Epidemiological studies have shown that depression and anxiety are common throughout the life cycle (14). Studies among children, adolescents, and adults, carried out in the community, in primary care, and in treatment settings, have shown that anxiety and depression are closely related (59). When self-report rating scales for anxiety and depression are used, typically two or three dimensions of symptoms are found, in which symptoms of depression, or of negative affect, emerge as distinct dimensions. However, in these same studies very high correlations (r=0.50–0.70) between anxiety and depression are found (59). When anxiety and depression are assessed at syndrome or diagnostic levels of caseness, high correlations remain. When categorical definitions and strict operational criteria are used, high levels of comorbidity between anxiety disorders and depression are found (1012). Moreover, studies of adults suggest that both disorders often share common risk factors and that similar interventions may be effective (7, 1316). These findings have prompted discussion as to the validity of the current classification of mental disorders, with critics suggesting that a dimensional approach may be more appropriate than a categorical classification (7, 13).

Most of the research fuelling the debate about classification has been carried out among younger adults. In late life, dementia and depression have been studied widely (17, 18), while anxiety disorders have received far less attention (1921). Different patterns of comorbidity may be expected among the elderly than among younger adults because of the fact that the exposure to and the impact of risk factors changes with age. Previous studies suggest that factors indicating longstanding vulnerability, such as family histories and personal histories of affective and anxiety disorders, become less important among the older old; this may be so because the most vulnerable elderly selectively leave the population (3, 4, 22).
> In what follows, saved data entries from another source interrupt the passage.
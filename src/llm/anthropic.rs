//! Anthropic Messages API provider

use super::types::{LlmRequest, LlmResponse, Usage};
use super::{LlmError, LlmService};
use async_trait::async_trait;
use reqwest::Client;
use serde::{Deserialize, Serialize};
use std::time::Duration;

const DEFAULT_MAX_TOKENS: u32 = 4096;
const API_URL: &str = "https://api.anthropic.com/v1/messages";

#[derive(Debug, Clone, Copy, PartialEq, Eq)]
pub enum AnthropicModel {
    Claude45Sonnet,
    Claude45Haiku,
}

impl AnthropicModel {
    pub const ALL: &'static [AnthropicModel] = &[Self::Claude45Sonnet, Self::Claude45Haiku];

    pub fn api_name(self) -> &'static str {
        match self {
            Self::Claude45Sonnet => "claude-sonnet-4-5",
            Self::Claude45Haiku => "claude-haiku-4-5",
        }
    }

    /// Registry identifier
    pub fn model_id(self) -> &'static str {
        match self {
            Self::Claude45Sonnet => "claude-4.5-sonnet",
            Self::Claude45Haiku => "claude-4.5-haiku",
        }
    }
}

pub struct AnthropicService {
    client: Client,
    api_key: String,
    model: AnthropicModel,
    base_url: String,
}

impl AnthropicService {
    /// `gateway` routes requests through an LLM gateway instead of the public API
    pub fn new(
        api_key: impl Into<String>,
        model: AnthropicModel,
        gateway: Option<&str>,
    ) -> Result<Self, LlmError> {
        let base_url = match gateway {
            Some(gw) => format!("{}/_/gateway/anthropic/v1/messages", gw.trim_end_matches('/')),
            None => API_URL.to_string(),
        };

        let client = Client::builder()
            .timeout(Duration::from_secs(300))
            .build()
            .map_err(|e| LlmError::unknown(format!("Failed to create HTTP client: {e}")))?;

        Ok(Self {
            client,
            api_key: api_key.into(),
            model,
            base_url,
        })
    }

    fn translate_request<'a>(&self, request: &'a LlmRequest) -> AnthropicRequest<'a> {
        AnthropicRequest {
            model: self.model.api_name(),
            max_tokens: request.max_tokens.unwrap_or(DEFAULT_MAX_TOKENS),
            system: request.system.as_deref(),
            messages: request
                .messages
                .iter()
                .map(|m| AnthropicMessage {
                    role: m.role.as_str(),
                    content: &m.content,
                })
                .collect(),
        }
    }

    fn normalize_response(resp: AnthropicResponse) -> LlmResponse {
        let text = resp
            .content
            .into_iter()
            .filter_map(|block| match block {
                AnthropicContentBlock::Text { text } => Some(text),
                AnthropicContentBlock::Other => None,
            })
            .collect::<Vec<_>>()
            .join("");

        LlmResponse {
            text,
            end_turn: resp.stop_reason.as_deref() == Some("end_turn"),
            usage: Usage {
                input_tokens: resp.usage.input_tokens,
                output_tokens: resp.usage.output_tokens,
            },
        }
    }
}

#[async_trait]
impl LlmService for AnthropicService {
    async fn complete(&self, request: &LlmRequest) -> Result<LlmResponse, LlmError> {
        let body = self.translate_request(request);

        let response = self
            .client
            .post(&self.base_url)
            .header("x-api-key", &self.api_key)
            .header("anthropic-version", "2023-06-01")
            .json(&body)
            .send()
            .await
            .map_err(|e| {
                if e.is_timeout() {
                    LlmError::network(format!("Request timeout: {e}"))
                } else if e.is_connect() {
                    LlmError::network(format!("Connection failed: {e}"))
                } else {
                    LlmError::unknown(format!("Request failed: {e}"))
                }
            })?;

        let status = response.status();
        let text = response
            .text()
            .await
            .map_err(|e| LlmError::network(format!("Failed to read response: {e}")))?;

        if !status.is_success() {
            return Err(LlmError::from_status(status.as_u16(), &text));
        }

        let parsed: AnthropicResponse = serde_json::from_str(&text)
            .map_err(|e| LlmError::unknown(format!("Failed to parse response: {e}")))?;

        Ok(Self::normalize_response(parsed))
    }

    fn model_id(&self) -> &str {
        self.model.model_id()
    }
}

// Wire types

#[derive(Debug, Serialize)]
struct AnthropicRequest<'a> {
    model: &'static str,
    max_tokens: u32,
    #[serde(skip_serializing_if = "Option::is_none")]
    system: Option<&'a str>,
    messages: Vec<AnthropicMessage<'a>>,
}

#[derive(Debug, Serialize)]
struct AnthropicMessage<'a> {
    role: &'static str,
    content: &'a str,
}

#[derive(Debug, Deserialize)]
#[serde(tag = "type", rename_all = "snake_case")]
enum AnthropicContentBlock {
    Text { text: String },
    #[serde(other)]
    Other,
}

#[derive(Debug, Deserialize)]
struct AnthropicResponse {
    content: Vec<AnthropicContentBlock>,
    stop_reason: Option<String>,
    usage: AnthropicUsage,
}

#[derive(Debug, Deserialize)]
struct AnthropicUsage {
    input_tokens: u64,
    output_tokens: u64,
}

#[cfg(test)]
mod tests {
    use super::*;
    use crate::llm::LlmMessage;
    use serde_json::json;

    #[test]
    fn test_request_wire_format() {
        let service = AnthropicService::new("key", AnthropicModel::Claude45Haiku, None).unwrap();
        let mut request = LlmRequest::new("route things", "hello").with_max_tokens(50);
        request.messages.push(LlmMessage::assistant("hi"));

        let wire = serde_json::to_value(service.translate_request(&request)).unwrap();
        assert_eq!(
            wire,
            json!({
                "model": "claude-haiku-4-5",
                "max_tokens": 50,
                "system": "route things",
                "messages": [
                    { "role": "user", "content": "hello" },
                    { "role": "assistant", "content": "hi" }
                ]
            })
        );
    }

    #[test]
    fn test_response_joins_text_blocks() {
        let parsed: AnthropicResponse = serde_json::from_value(json!({
            "content": [
                { "type": "text", "text": "Hello " },
                { "type": "tool_use", "id": "t1", "name": "x", "input": {} },
                { "type": "text", "text": "there" }
            ],
            "stop_reason": "end_turn",
            "usage": { "input_tokens": 10, "output_tokens": 3 }
        }))
        .unwrap();

        let response = AnthropicService::normalize_response(parsed);
        assert_eq!(response.text, "Hello there");
        assert!(response.end_turn);
        assert_eq!(response.usage.output_tokens, 3);
    }

    #[test]
    fn test_gateway_url() {
        let service = AnthropicService::new(
            "implicit",
            AnthropicModel::Claude45Sonnet,
            Some("http://gateway.local/"),
        )
        .unwrap();
        assert_eq!(
            service.base_url,
            "http://gateway.local/_/gateway/anthropic/v1/messages"
        );
    }
}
On the other hand, deteriorating physical health and cognitive decline represent prominent risk factors for the development of anxiety and depression in later life (23, 24). The net effect is that although the pattern of underlying risk factors changes dramatically with age, prevalence rates of anxiety disorders and depression are quite stable (3, 4, 2527).

The primary aims of the present study were to assess co-occurrence and communality of risk factors associated with anxiety disorders and depression in the elderly. Although high levels of comorbidity were expected, the patterns of risk factors associated with pure anxiety and pure depression were expected to differ.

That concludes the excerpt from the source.